Respire … Voilà, comme ça, emplis tes poumons, jusqu’à chasser la colère, jusqu’à chasser le chagrin. De l’air.
Tu sais bien que cette violence n’est pas la tienne, n’est même pas contre lui. Elle te traverse comme un orage dévaste un paysage, sans lui appartenir.
Ne t’y abandonne pas. Laisse-la passer, dans une heure, dans deux jours tu l’auras oubliée. Tu es juste sur son passage.
Ou alors … l’apprivoiser, la détailler, la comprendre ?

3 comments
Comments feed for this article
février 15, 2007 à 7:43
Mary
Je connais ces tempetes intérieures.
J’en traverse souvent.
Elles ne sont pas nous, mais ont un sens pour nous.

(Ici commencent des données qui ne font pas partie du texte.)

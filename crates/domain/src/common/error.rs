use thiserror::Error;

/// Error taxonomy for the admission decision pipeline.
///
/// Concurrency conflicts are the only retryable variant; everything else
/// either maps to a caller mistake or an internal failure.
#[derive(Debug, Clone, Error, PartialEq, Eq)]
pub enum DomainError {
    #[error("invalid input: {0}")]
    InvalidInput(String),

    #[error("not found: {0}")]
    NotFound(String),

    #[error("concurrency conflict: expected version {expected}, found {actual}")]
    ConcurrencyConflict { expected: u64, actual: u64 },

    #[error("no rate limit rules found for resource: {0}")]
    NoRulesForResource(String),

    #[error("invalid rule definition: {0}")]
    InvalidRuleDefinition(String),

    #[error("subscriber overflow: {0}")]
    SubscriberOverflow(String),

    #[error("internal error: {0}")]
    Internal(String),
}

impl DomainError {
    /// Whether the operation may be retried after re-reading current state.
    pub fn is_retryable(&self) -> bool {
        matches!(self, Self::ConcurrencyConflict { .. })
    }
}

#[cfg(test)]
mod tests {
    use super::*;

    #[test]
    fn conflict_is_retryable() {
        let err = DomainError::ConcurrencyConflict {
            expected: 3,
            actual: 4,
        };
        assert!(err.is_retryable());
    }

    #[test]
    fn other_variants_are_not_retryable() {
        assert!(!DomainError::InvalidInput("x".into()).is_retryable());
        assert!(!DomainError::NotFound("x".into()).is_retryable());
        assert!(!DomainError::NoRulesForResource("login".into()).is_retryable());
        assert!(!DomainError::Internal("x".into()).is_retryable());
    }

    #[test]
    fn conflict_message_carries_versions() {
        let err = DomainError::ConcurrencyConflict {
            expected: 1,
            actual: 2,
        };
        let msg = err.to_string();
        assert!(msg.contains("expected version 1"));
        assert!(msg.contains("found 2"));
    }

    #[test]
    fn no_rules_message_names_resource() {
        let err = DomainError::NoRulesForResource("upload".into());
        assert!(err.to_string().contains("upload"));
    }
}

Un torrent se transforme toujours en calme après la tempete.
février 16, 2007 à 6:27
caco
… l’écouter ?
février 17, 2007 à 10:58
Aventurine
Je connais aussi…
Je pense qu’au contraire cette colère est à toi, rien qu’à toi, et que toi seule peut savoir d’où elle vient.
On pourrait peut-être t’aider mais il faudrait d’abord que tu nous en dises plus : ses petites phrases ou son attitude qui la déclenchent et puis aussi les moments où tu ne dis rien, tu te retiens parce que tu as peur de blesser mais au final, tu accumules les ressentiments qui font ensuite exploser la cocotte-minute.
Et lui qui ne comprend pas, s’interroge voire culpabilise.